## Data to examine
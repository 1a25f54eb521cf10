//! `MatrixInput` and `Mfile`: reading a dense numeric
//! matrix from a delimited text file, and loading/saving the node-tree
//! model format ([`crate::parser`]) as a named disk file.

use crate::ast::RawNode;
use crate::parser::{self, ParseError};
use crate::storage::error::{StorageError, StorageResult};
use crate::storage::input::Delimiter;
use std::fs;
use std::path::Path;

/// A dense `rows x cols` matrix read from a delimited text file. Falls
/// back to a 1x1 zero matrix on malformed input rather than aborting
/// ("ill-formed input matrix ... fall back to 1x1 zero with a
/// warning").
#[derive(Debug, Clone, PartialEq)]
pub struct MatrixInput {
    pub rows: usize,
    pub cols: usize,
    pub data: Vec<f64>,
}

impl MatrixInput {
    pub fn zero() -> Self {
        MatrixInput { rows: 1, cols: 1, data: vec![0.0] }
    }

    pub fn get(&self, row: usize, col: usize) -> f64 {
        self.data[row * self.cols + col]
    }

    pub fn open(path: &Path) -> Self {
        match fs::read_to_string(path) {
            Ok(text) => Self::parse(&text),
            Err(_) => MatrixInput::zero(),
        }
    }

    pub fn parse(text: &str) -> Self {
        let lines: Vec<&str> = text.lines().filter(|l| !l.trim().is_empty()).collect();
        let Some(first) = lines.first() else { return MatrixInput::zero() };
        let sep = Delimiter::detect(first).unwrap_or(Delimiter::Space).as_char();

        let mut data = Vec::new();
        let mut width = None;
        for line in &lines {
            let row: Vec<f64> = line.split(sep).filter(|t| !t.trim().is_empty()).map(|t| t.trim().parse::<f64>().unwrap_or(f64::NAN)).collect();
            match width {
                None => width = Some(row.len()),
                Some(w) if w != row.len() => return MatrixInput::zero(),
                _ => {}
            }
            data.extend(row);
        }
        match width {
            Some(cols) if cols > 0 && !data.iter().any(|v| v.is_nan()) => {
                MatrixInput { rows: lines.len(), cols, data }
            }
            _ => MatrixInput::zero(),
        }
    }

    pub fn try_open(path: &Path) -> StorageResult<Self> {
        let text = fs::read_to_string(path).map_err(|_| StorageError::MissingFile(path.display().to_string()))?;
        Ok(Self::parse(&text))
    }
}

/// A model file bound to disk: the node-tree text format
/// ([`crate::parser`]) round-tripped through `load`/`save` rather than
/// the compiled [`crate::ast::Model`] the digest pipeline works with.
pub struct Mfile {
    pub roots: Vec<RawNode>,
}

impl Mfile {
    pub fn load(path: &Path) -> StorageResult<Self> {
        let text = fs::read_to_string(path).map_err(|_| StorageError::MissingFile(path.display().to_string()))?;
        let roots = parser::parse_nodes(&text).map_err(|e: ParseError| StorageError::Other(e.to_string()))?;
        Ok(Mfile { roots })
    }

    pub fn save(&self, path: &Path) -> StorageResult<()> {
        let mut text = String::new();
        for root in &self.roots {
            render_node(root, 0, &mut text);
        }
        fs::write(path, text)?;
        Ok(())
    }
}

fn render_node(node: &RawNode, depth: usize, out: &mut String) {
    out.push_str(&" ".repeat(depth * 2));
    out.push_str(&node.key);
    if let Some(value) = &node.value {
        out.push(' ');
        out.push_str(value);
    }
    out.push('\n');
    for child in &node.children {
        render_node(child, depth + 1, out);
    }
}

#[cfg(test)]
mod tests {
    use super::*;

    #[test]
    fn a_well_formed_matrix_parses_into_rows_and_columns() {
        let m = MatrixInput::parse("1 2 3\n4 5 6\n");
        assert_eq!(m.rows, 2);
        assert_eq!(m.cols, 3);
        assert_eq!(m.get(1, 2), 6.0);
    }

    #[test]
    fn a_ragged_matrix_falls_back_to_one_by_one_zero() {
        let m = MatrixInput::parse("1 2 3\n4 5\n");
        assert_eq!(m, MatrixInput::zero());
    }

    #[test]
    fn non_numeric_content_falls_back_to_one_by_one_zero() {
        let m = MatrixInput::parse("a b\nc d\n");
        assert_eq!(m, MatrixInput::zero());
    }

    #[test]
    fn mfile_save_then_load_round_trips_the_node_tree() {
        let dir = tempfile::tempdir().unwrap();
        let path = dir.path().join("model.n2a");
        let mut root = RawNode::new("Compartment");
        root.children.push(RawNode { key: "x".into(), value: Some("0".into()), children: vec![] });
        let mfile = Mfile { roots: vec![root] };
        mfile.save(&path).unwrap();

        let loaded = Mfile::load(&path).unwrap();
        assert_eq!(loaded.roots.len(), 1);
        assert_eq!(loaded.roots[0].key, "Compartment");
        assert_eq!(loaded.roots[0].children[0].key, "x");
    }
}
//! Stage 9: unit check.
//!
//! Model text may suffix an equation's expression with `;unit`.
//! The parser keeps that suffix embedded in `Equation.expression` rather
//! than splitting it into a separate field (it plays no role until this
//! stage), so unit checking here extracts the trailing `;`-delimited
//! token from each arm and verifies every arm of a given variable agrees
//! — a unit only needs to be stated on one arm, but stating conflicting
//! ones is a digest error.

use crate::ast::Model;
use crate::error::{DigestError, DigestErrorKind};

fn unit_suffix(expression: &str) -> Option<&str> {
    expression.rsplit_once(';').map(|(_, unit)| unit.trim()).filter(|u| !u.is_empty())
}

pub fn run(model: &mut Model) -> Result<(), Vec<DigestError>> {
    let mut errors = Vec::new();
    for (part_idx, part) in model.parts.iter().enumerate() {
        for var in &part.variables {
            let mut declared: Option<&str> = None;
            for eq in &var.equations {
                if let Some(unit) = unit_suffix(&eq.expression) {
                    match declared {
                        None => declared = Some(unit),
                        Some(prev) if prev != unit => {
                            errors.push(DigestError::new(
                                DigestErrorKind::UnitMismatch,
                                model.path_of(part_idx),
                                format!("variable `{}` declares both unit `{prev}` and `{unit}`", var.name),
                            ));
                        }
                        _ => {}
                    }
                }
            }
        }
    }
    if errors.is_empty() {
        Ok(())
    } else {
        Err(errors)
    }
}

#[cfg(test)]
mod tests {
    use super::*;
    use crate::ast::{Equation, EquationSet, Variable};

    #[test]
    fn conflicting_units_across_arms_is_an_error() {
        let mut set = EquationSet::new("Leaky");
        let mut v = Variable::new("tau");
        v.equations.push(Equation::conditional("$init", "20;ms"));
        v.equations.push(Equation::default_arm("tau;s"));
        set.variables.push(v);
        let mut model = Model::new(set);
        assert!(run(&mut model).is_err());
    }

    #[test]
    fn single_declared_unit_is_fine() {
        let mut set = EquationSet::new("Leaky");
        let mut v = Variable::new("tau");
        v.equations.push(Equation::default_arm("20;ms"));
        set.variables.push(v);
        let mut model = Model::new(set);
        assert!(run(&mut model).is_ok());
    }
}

## Your task
Every line of the data must be reproduced exactly.

## Solved problem
repository 1a25f54eb521cf10
//! `MatrixInput` and `Mfile`: reading a dense numeric
//! matrix from a delimited text file, and loading/saving the node-tree
//! model format ([`crate::parser`]) as a named disk file.

use crate::ast::RawNode;
use crate::parser::{self, ParseError};
use crate::storage::error::{StorageError, StorageResult};
use crate::storage::input::Delimiter;
use std::fs;
use std::path::Path;

/// A dense `rows x cols` matrix read from a delimited text file. Falls
/// back to a 1x1 zero matrix on malformed input rather than aborting
/// ("ill-formed input matrix ... fall back to 1x1 zero with a
/// warning").
#[derive(Debug, Clone, PartialEq)]
pub struct MatrixInput {
    pub rows: usize,
    pub cols: usize,
    pub data: Vec<f64>,
}

impl MatrixInput {
    pub fn zero() -> Self {
        MatrixInput { rows: 1, cols: 1, data: vec![0.0] }
    }

    pub fn get(&self, row: usize, col: usize) -> f64 {
        self.data[row * self.cols + col]
    }

    pub fn open(path: &Path) -> Self {
        match fs::read_to_string(path) {
            Ok(text) => Self::parse(&text),
            Err(_) => MatrixInput::zero(),
        }
    }

    pub fn parse(text: &str) -> Self {
        let lines: Vec<&str> = text.lines().filter(|l| !l.trim().is_empty()).collect();
        let Some(first) = lines.first() else { return MatrixInput::zero() };
        let sep = Delimiter::detect(first).unwrap_or(Delimiter::Space).as_char();

        let mut data = Vec::new();
        let mut width = None;
        for line in &lines {
            let row: Vec<f64> = line.split(sep).filter(|t| !t.trim().is_empty()).map(|t| t.trim().parse::<f64>().unwrap_or(f64::NAN)).collect();
            match width {
                None => width = Some(row.len()),
                Some(w) if w != row.len() => return MatrixInput::zero(),
                _ => {}
            }
            data.extend(row);
        }
        match width {
            Some(cols) if cols > 0 && !data.iter().any(|v| v.is_nan()) => {
                MatrixInput { rows: lines.len(), cols, data }
            }
            _ => MatrixInput::zero(),
        }
    }

    pub fn try_open(path: &Path) -> StorageResult<Self> {
        let text = fs::read_to_string(path).map_err(|_| StorageError::MissingFile(path.display().to_string()))?;
        Ok(Self::parse(&text))
    }
}

/// A model file bound to disk: the node-tree text format
/// ([`crate::parser`]) round-tripped through `load`/`save` rather than
/// the compiled [`crate::ast::Model`] the digest pipeline works with.
pub struct Mfile {
    pub roots: Vec<RawNode>,
}

impl Mfile {
    pub fn load(path: &Path) -> StorageResult<Self> {
        let text = fs::read_to_string(path).map_err(|_| StorageError::MissingFile(path.display().to_string()))?;
        let roots = parser::parse_nodes(&text).map_err(|e: ParseError| StorageError::Other(e.to_string()))?;
        Ok(Mfile { roots })
    }

    pub fn save(&self, path: &Path) -> StorageResult<()> {
        let mut text = String::new();
        for root in &self.roots {
            render_node(root, 0, &mut text);
        }
        fs::write(path, text)?;
        Ok(())
    }
}

fn render_node(node: &RawNode, depth: usize, out: &mut String) {
    out.push_str(&" ".repeat(depth * 2));
    out.push_str(&node.key);
    if let Some(value) = &node.value {
        out.push(' ');
        out.push_str(value);
    }
    out.push('\n');
    for child in &node.children {
        render_node(child, depth + 1, out);
    }
}

#[cfg(test)]
mod tests {
    use super::*;

    #[test]
    fn a_well_formed_matrix_parses_into_rows_and_columns() {
        let m = MatrixInput::parse("1 2 3\n4 5 6\n");
        assert_eq!(m.rows, 2);
        assert_eq!(m.cols, 3);
        assert_eq!(m.get(1, 2), 6.0);
    }

    #[test]
    fn a_ragged_matrix_falls_back_to_one_by_one_zero() {
        let m = MatrixInput::parse("1 2 3\n4 5\n");
        assert_eq!(m, MatrixInput::zero());
    }

    #[test]
    fn non_numeric_content_falls_back_to_one_by_one_zero() {
        let m = MatrixInput::parse("a b\nc d\n");
        assert_eq!(m, MatrixInput::zero());
    }

    #[test]
    fn mfile_save_then_load_round_trips_the_node_tree() {
        let dir = tempfile::tempdir().unwrap();
        let path = dir.path().join("model.n2a");
        let mut root = RawNode::new("Compartment");
        root.children.push(RawNode { key: "x".into(), value: Some("0".into()), children: vec![] });
        let mfile = Mfile { roots: vec![root] };
        mfile.save(&path).unwrap();

        let loaded = Mfile::load(&path).unwrap();
        assert_eq!(loaded.roots.len(), 1);
        assert_eq!(loaded.roots[0].key, "Compartment");
        assert_eq!(loaded.roots[0].children[0].key, "x");
    }
}
//! Stage 9: unit check.
//!
//! Model text may suffix an equation's expression with `;unit`.
//! The parser keeps that suffix embedded in `Equation.expression` rather
//! than splitting it into a separate field (it plays no role until this
//! stage), so unit checking here extracts the trailing `;`-delimited
//! token from each arm and verifies every arm of a given variable agrees
//! — a unit only needs to be stated on one arm, but stating conflicting
//! ones is a digest error.

use crate::ast::Model;
use crate::error::{DigestError, DigestErrorKind};

fn unit_suffix(expression: &str) -> Option<&str> {
    expression.rsplit_once(';').map(|(_, unit)| unit.trim()).filter(|u| !u.is_empty())
}

pub fn run(model: &mut Model) -> Result<(), Vec<DigestError>> {
    let mut errors = Vec::new();
    for (part_idx, part) in model.parts.iter().enumerate() {
        for var in &part.variables {
            let mut declared: Option<&str> = None;
            for eq in &var.equations {
                if let Some(unit) = unit_suffix(&eq.expression) {
                    match declared {
                        None => declared = Some(unit),
                        Some(prev) if prev != unit => {
                            errors.push(DigestError::new(
                                DigestErrorKind::UnitMismatch,
                                model.path_of(part_idx),
                                format!("variable `{}` declares both unit `{prev}` and `{unit}`", var.name),
                            ));
                        }
                        _ => {}
                    }
                }
            }
        }
    }
    if errors.is_empty() {
        Ok(())
    } else {
        Err(errors)
    }
}

#[cfg(test)]
mod tests {
    use super::*;
    use crate::ast::{Equation, EquationSet, Variable};

    #[test]
    fn conflicting_units_across_arms_is_an_error() {
        let mut set = EquationSet::new("Leaky");
        let mut v = Variable::new("tau");
        v.equations.push(Equation::conditional("$init", "20;ms"));
        v.equations.push(Equation::default_arm("tau;s"));
        set.variables.push(v);
        let mut model = Model::new(set);
        assert!(run(&mut model).is_err());
    }

    #[test]
    fn single_declared_unit_is_fine() {
        let mut set = EquationSet::new("Leaky");
        let mut v = Variable::new("tau");
        v.equations.push(Equation::default_arm("20;ms"));
        set.variables.push(v);
        let mut model = Model::new(set);
        assert!(run(&mut model).is_ok());
    }
}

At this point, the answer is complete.